Authors: Burtea, Daniela Giorgiana1, Tufisi, Cristian1, Gillich, Gilbert-Rainer1, Constantin, Carla-Silvana1
Source: Annals of 'Constantin Brancusi' University of Targu-Jiu. Engineering Series / Analele Universităţii Constantin Brâncuşi din Târgu-Jiu. Seria Inginerie. 2022, Issue 4, p20-26. 7p.
Subjects: Discrete Fourier transforms, Spectral lines, Artificial neural networks, Machine learning
Abstract: There are several known methods that can be applied to estimate the Frequency for short signals, but various research shows that imprecise frequency readings can be obtained due to the large distance between the spectral lines. We propose a machine learning approach for estimating the frequency values between spectral lines. The method uses the data obtained by applying the Discrete Fourier Transform for generating a sinusoidal signal with different lengths and known frequency and amplitude values. The peak amplitudes in the spectrum are similar in shape to that of the sinc function. For determining the amplitudes, three points on the main lobe of the signal are chosen, which will represent the input data for training the ANN. The results obtained by applying the normalized training data for training an artificial neural network that will estimate a correction coefficient for the amplitudes or frequencies of a signal, show that the method is more accurate than other current methods, and the errors resulting from the tests are very small. [ABSTRACT FROM AUTHOR]

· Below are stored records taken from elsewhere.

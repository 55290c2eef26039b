//! Live registry backend built on `winreg`

use crate::roots::{DiscoveryRoot, Hive, RegistryView};
use crate::store::{RegValue, RegistryKey, RegistryStore, StoreError};
use std::io;
use winreg::enums::{
    RegType, HKEY_CURRENT_USER, HKEY_LOCAL_MACHINE, KEY_READ, KEY_WOW64_32KEY, KEY_WOW64_64KEY,
};
use winreg::types::FromRegValue;
use winreg::RegKey;

const ERROR_FILE_NOT_FOUND: i32 = 2;
const ERROR_ACCESS_DENIED: i32 = 5;
const ERROR_NO_MORE_ITEMS: i32 = 259;

/// The registry of the running Windows host
#[derive(Debug, Default, Clone, Copy)]
pub struct WindowsRegistry;

impl WindowsRegistry {
    pub fn new() -> Self {
        Self
    }
}

/// Open key plus the access flags every descendant is opened with
pub struct WindowsKey {
    key: RegKey,
    flags: u32,
}

fn view_flags(view: RegistryView) -> u32 {
    match view {
        RegistryView::Native => KEY_READ,
        RegistryView::Bits32 => KEY_READ | KEY_WOW64_32KEY,
        RegistryView::Bits64 => KEY_READ | KEY_WOW64_64KEY,
    }
}

fn classify(err: io::Error, path: &str) -> StoreError {
    match err.raw_os_error() {
        Some(ERROR_FILE_NOT_FOUND) => StoreError::NotFound(path.to_string()),
        Some(ERROR_ACCESS_DENIED) => StoreError::AccessDenied(path.to_string()),
        _ => StoreError::Io(err),
    }
}

fn is_missing(err: &io::Error) -> bool {
    err.kind() == io::ErrorKind::NotFound || err.raw_os_error() == Some(ERROR_FILE_NOT_FOUND)
}

impl RegistryStore for WindowsRegistry {
    type Key = WindowsKey;

    fn open_root(&self, root: &DiscoveryRoot) -> Result<WindowsKey, StoreError> {
        let hive = match root.hive {
            Hive::CurrentUser => HKEY_CURRENT_USER,
            Hive::LocalMachine => HKEY_LOCAL_MACHINE,
        };
        let flags = view_flags(root.view);
        let key = RegKey::predef(hive)
            .open_subkey_with_flags(root.subpath, flags)
            .map_err(|e| classify(e, root.subpath))?;
        Ok(WindowsKey { key, flags })
    }
}

impl RegistryKey for WindowsKey {
    fn open_subkey(&self, name: &str) -> Result<Self, StoreError> {
        let key = self
            .key
            .open_subkey_with_flags(name, self.flags)
            .map_err(|e| classify(e, name))?;
        Ok(WindowsKey {
            key,
            flags: self.flags,
        })
    }

    fn subkey_name(&self, index: u32) -> Result<Option<String>, StoreError> {
        match self.key.enum_keys().nth(index as usize) {
            None => Ok(None),
            Some(Ok(name)) => Ok(Some(name)),
            Some(Err(err)) if err.raw_os_error() == Some(ERROR_NO_MORE_ITEMS) => Ok(None),
            Some(Err(err)) => Err(StoreError::Io(err)),
        }
    }

    fn value(&self, name: &str) -> Result<Option<RegValue>, StoreError> {
        let raw = match self.key.get_raw_value(name) {
            Ok(raw) => raw,
            Err(err) if is_missing(&err) => return Ok(None),
            Err(err) => return Err(classify(err, name)),
        };
        let value = match raw.vtype {
            RegType::REG_SZ => RegValue::String(String::from_reg_value(&raw)?),
            RegType::REG_EXPAND_SZ => RegValue::ExpandString(String::from_reg_value(&raw)?),
            RegType::REG_MULTI_SZ => RegValue::MultiString(Vec::<String>::from_reg_value(&raw)?),
            RegType::REG_DWORD => RegValue::Dword(u32::from_reg_value(&raw)?),
            RegType::REG_QWORD => RegValue::Qword(u64::from_reg_value(&raw)?),
            RegType::REG_NONE => RegValue::None,
            _ => RegValue::Binary(raw.bytes.to_vec()),
        };
        Ok(Some(value))
    }
}

#[cfg(test)]
mod tests {
    use super::*;
    use crate::diagnostics::CollectingSink;
    use crate::scanner::scan_roots;
    use std::fs;
    use tempfile::TempDir;
    use winreg::enums::KEY_ALL_ACCESS;

    const TEST_ROOT: &str = "Software\\pyseek-test";

    /// Throwaway key under `HKCU\Software\pyseek-test`, deleted on drop
    struct ScratchKey {
        name: &'static str,
        key: RegKey,
    }

    impl ScratchKey {
        fn create(name: &'static str) -> io::Result<Self> {
            let (key, _) = RegKey::predef(HKEY_CURRENT_USER)
                .create_subkey(format!("{}\\{}", TEST_ROOT, name))?;
            Ok(Self { name, key })
        }

        fn open(&self) -> Result<WindowsKey, StoreError> {
            let path = format!("{}\\{}", TEST_ROOT, self.name);
            let key = RegKey::predef(HKEY_CURRENT_USER)
                .open_subkey_with_flags(&path, KEY_READ)
                .map_err(|e| classify(e, &path))?;
            Ok(WindowsKey {
                key,
                flags: KEY_READ,
            })
        }
    }

    impl Drop for ScratchKey {
        fn drop(&mut self) {
            if let Ok(parent) =
                RegKey::predef(HKEY_CURRENT_USER).open_subkey_with_flags(TEST_ROOT, KEY_ALL_ACCESS)
            {
                let _ = parent.delete_subkey_all(self.name);
            }
        }
    }

    #[test]
    fn test_value_types_are_mapped() {
        let scratch = ScratchKey::create("values").expect("create scratch key");
        scratch.key.set_value("", &"C:\\Py\\").expect("default");
        scratch.key.set_value("Sz", &"3.9").expect("sz");
        scratch.key.set_value("Dword", &64u32).expect("dword");
        scratch.key.set_value("Qword", &(1u64 << 40)).expect("qword");
        scratch
            .key
            .set_value("Multi", &vec!["a".to_string(), "b".to_string()])
            .expect("multi");
        scratch
            .key
            .set_raw_value(
                "Blob",
                &winreg::RegValue {
                    bytes: vec![1, 2, 3],
                    vtype: RegType::REG_BINARY,
                },
            )
            .expect("binary");

        let key = scratch.open().expect("open scratch key");
        assert_eq!(
            key.default_value().ok().flatten(),
            Some(RegValue::String("C:\\Py\\".into()))
        );
        assert_eq!(key.value("Sz").ok().flatten(), Some(RegValue::String("3.9".into())));
        assert_eq!(key.value("Dword").ok().flatten(), Some(RegValue::Dword(64)));
        assert_eq!(key.value("Qword").ok().flatten(), Some(RegValue::Qword(1 << 40)));
        assert_eq!(
            key.value("Multi").ok().flatten(),
            Some(RegValue::MultiString(vec!["a".into(), "b".into()]))
        );
        assert_eq!(key.value("Blob").ok().flatten(), Some(RegValue::Binary(vec![1, 2, 3])));
        assert!(matches!(key.value("Missing"), Ok(None)));
    }

    #[test]
    fn test_enumeration_ends_cleanly() {
        let scratch = ScratchKey::create("enum").expect("create scratch key");
        scratch.key.create_subkey("first").expect("first");
        scratch.key.create_subkey("second").expect("second");

        let key = scratch.open().expect("open scratch key");
        let mut names = Vec::new();
        let mut index = 0;
        while let Ok(Some(name)) = key.subkey_name(index) {
            names.push(name);
            index += 1;
        }
        names.sort();
        assert_eq!(names, ["first", "second"]);
        assert!(matches!(key.subkey_name(2), Ok(None)));
        assert!(matches!(key.subkey_name(100), Ok(None)));
    }

    #[test]
    fn test_missing_subkey_is_not_found() {
        let scratch = ScratchKey::create("missing").expect("create scratch key");
        let key = scratch.open().expect("open scratch key");
        assert!(matches!(key.open_subkey("nope"), Err(StoreError::NotFound(_))));

        let root = DiscoveryRoot {
            hive: Hive::CurrentUser,
            label: "HKEY_CURRENT_USER",
            subpath: "Software\\pyseek-test\\no-such-root",
            view: RegistryView::Native,
            default_architecture: 64,
        };
        assert!(matches!(
            WindowsRegistry::new().open_root(&root),
            Err(StoreError::NotFound(_))
        ));
    }

    #[test]
    fn test_scan_of_live_keys() {
        let tmp = TempDir::new().expect("temp dir");
        let exe = tmp.path().join("python.exe");
        fs::write(&exe, "").expect("fake interpreter");

        let scratch = ScratchKey::create("scan").expect("create scratch key");
        let (tag, _) = scratch
            .key
            .create_subkey("PythonCore\\3.12")
            .expect("tag key");
        tag.set_value("SysArchitecture", &"32bit").expect("arch");
        let (install, _) = tag.create_subkey("InstallPath").expect("install key");
        install
            .set_value("ExecutablePath", &exe.display().to_string())
            .expect("exe");
        drop((tag, install));

        let root = DiscoveryRoot {
            hive: Hive::CurrentUser,
            label: "HKEY_CURRENT_USER",
            subpath: "Software\\pyseek-test\\scan",
            view: RegistryView::Native,
            default_architecture: 64,
        };
        let sink = CollectingSink::new();
        let records: Vec<_> = scan_roots(&WindowsRegistry::new(), vec![root], &sink).collect();
        assert_eq!(records.len(), 1);
        assert_eq!(records[0].name(), "python");
        assert_eq!(records[0].version(), (3, 12));
        assert_eq!(records[0].architecture(), 32);
        assert_eq!(records[0].executable(), exe.as_path());
        assert!(sink.is_empty(), "unexpected diagnostics: {:?}", sink.diagnostics());
    }
}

Copyright of Annals of 'Constantin Brancusi' University of Targu-Jiu. Engineering Series / Analele Universităţii Constantin Brâncuşi din Târgu-Jiu. Seria Inginerie is the property of Universitatea Constantin Brancusi din Targu-Jiu and its content may not be copied or emailed to multiple sites without the copyright holder's express written permission. Additionally, content may not be used with any artificial intelligence tools or machine learning technologies. However, users may print, download, or email articles for individual use. This abstract may be abridged. No warranty is given about the accuracy of the copy. Users should refer to the original published version of the material for the full abstract. (Copyright applies to all Abstracts.)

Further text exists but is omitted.